I barely remember the rest of the night, as I had to be helped back to my hotel. I couldn't drive and I couldn't comprehend the fact that Chris was just not coming back. I had raided the mini bar and had basically drunk myself to sleep.
The next day was even harder as I had to pull myself together. I was Smackdown's champion and even though I wanted to fall apart, I couldn't. By the time the tapings rolled around I was pretty good at hiding how I felt.
I heard the news reports and was stunned. I thought of all the times I had traveled with him and I wonder why he didn't come to me if he needed help. All he had to do was pick up the phone and I would have been there for him.
That hurt that he didn't. If he had only taken that one step. If only he had reached out. I tortured myself that week with 'if onlys' and 'what ifs' until I couldn't take it any more. I stopped watching the news and listening to the reports.
I was angry now. During the day I hid it well, making the most of my day by going to the gym and working out most of my anger or staying around to greet fans when I could. Vince had us stay in town as he was going to make up to the fans for canceling the show that Monday night. It gave me a lot of free time that I didn't really need.
At night it was the same; the routine never changed. I would get into my room and put on the CD I had bought at the small record shop. It hadn't been easy to find the CD but using my influence, I had managed to secure a copy. Finger Eleven's CD was now one of the most sought after CD's in Corpus Christi. So I would put the CD in the small boom box I had bought and forward it to the one song that I would set to repeat. One Thing. It's the only song on the CD that I would listen to.
It's the only time during the entire day that I would acknowledge what had happened. Every night for a week as I had watched the reports roll in. Every night except the one that I wrestled for Smackdown.

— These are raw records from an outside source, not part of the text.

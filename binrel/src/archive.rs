use crate::extension::{ArchiveKind, TarCompression};
use anyhow::{anyhow, Context, Result};
use binstall_tar::Archive;
use bzip2::read::BzDecoder;
use flate2::read::GzDecoder;
use log::debug;
use std::{
    fs::{self, File},
    io::Read,
    path::Path,
};
use xz2::read::XzDecoder;
use zip::ZipArchive;

/// Unpacks every entry of a tarball or zip file into `dest`, creating it if needed.
pub(crate) fn extract(downloaded_file: &Path, kind: ArchiveKind, dest: &Path) -> Result<()> {
    fs::create_dir_all(dest)
        .with_context(|| format!("failed to create directory {}", dest.display()))?;

    match kind {
        ArchiveKind::Tar(compression) => extract_tarball(downloaded_file, compression, dest),
        ArchiveKind::Zip => extract_zip(downloaded_file, dest),
        ArchiveKind::Opaque => Err(anyhow!(
            "{} is not an archive and cannot be extracted",
            downloaded_file.display()
        )),
    }
}

fn extract_tarball(downloaded_file: &Path, compression: TarCompression, dest: &Path) -> Result<()> {
    debug!(
        "extracting tarball at {} into {} (tar flag {})",
        downloaded_file.display(),
        dest.display(),
        compression.flag().unwrap_or("none"),
    );

    let mut arch = tar_reader_for(downloaded_file, compression)?;
    arch.set_preserve_permissions(true);
    arch.unpack(dest)
        .with_context(|| format!("failed to unpack tarball into {}", dest.display()))
}

fn extract_zip(downloaded_file: &Path, dest: &Path) -> Result<()> {
    debug!(
        "extracting zip file at {} into {}",
        downloaded_file.display(),
        dest.display(),
    );

    let mut zip = ZipArchive::new(open_file(downloaded_file)?)
        .with_context(|| format!("{} is not a valid zip file", downloaded_file.display()))?;
    zip.extract(dest)
        .with_context(|| format!("failed to unpack zip file into {}", dest.display()))
}

fn tar_reader_for(
    downloaded_file: &Path,
    compression: TarCompression,
) -> Result<Archive<Box<dyn Read>>> {
    let file = open_file(downloaded_file)?;

    Ok(match compression {
        TarCompression::Gzip => Archive::new(Box::new(GzDecoder::new(file))),
        TarCompression::Xz => Archive::new(Box::new(XzDecoder::new(file))),
        TarCompression::Bzip2 => Archive::new(Box::new(BzDecoder::new(file))),
    })
}

fn open_file(path: &Path) -> Result<File> {
    File::open(path).with_context(|| format!("Failed to open file at {}", path.to_string_lossy()))
}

People deal with their grief in their own ways. In this case it was hard to deal with as everyone just wanted to forget that Chris even existed. I couldn't do that. No matter what he had been accused of doing, I just could not turn my back on his memory. So I would put on my CD, turn the lights down low and let it cycle. Music has always been a big part of my life and it was also an escape of sorts.
Sometimes it would make me cry. Mostly it made me forget my anger and try to focus on the Chris I knew, inside and outside the ring. I had been asked to hang out with some of the guys after the show, but I had refused, knowing I wouldn't be good company to hang out with. I just needed time to grieve.
I also needed someone to talk to, but the one person I used to confide in was the source of my anger as he was gone. So was Eddie. That left only one other person and I wasn't sure if she would be up to talking to me.
Thursday I had picked up the phone and almost dialed her number. I actually got halfway through it before hanging up. I hadn't called her in months. I hung up the phone and went back to listening to the song.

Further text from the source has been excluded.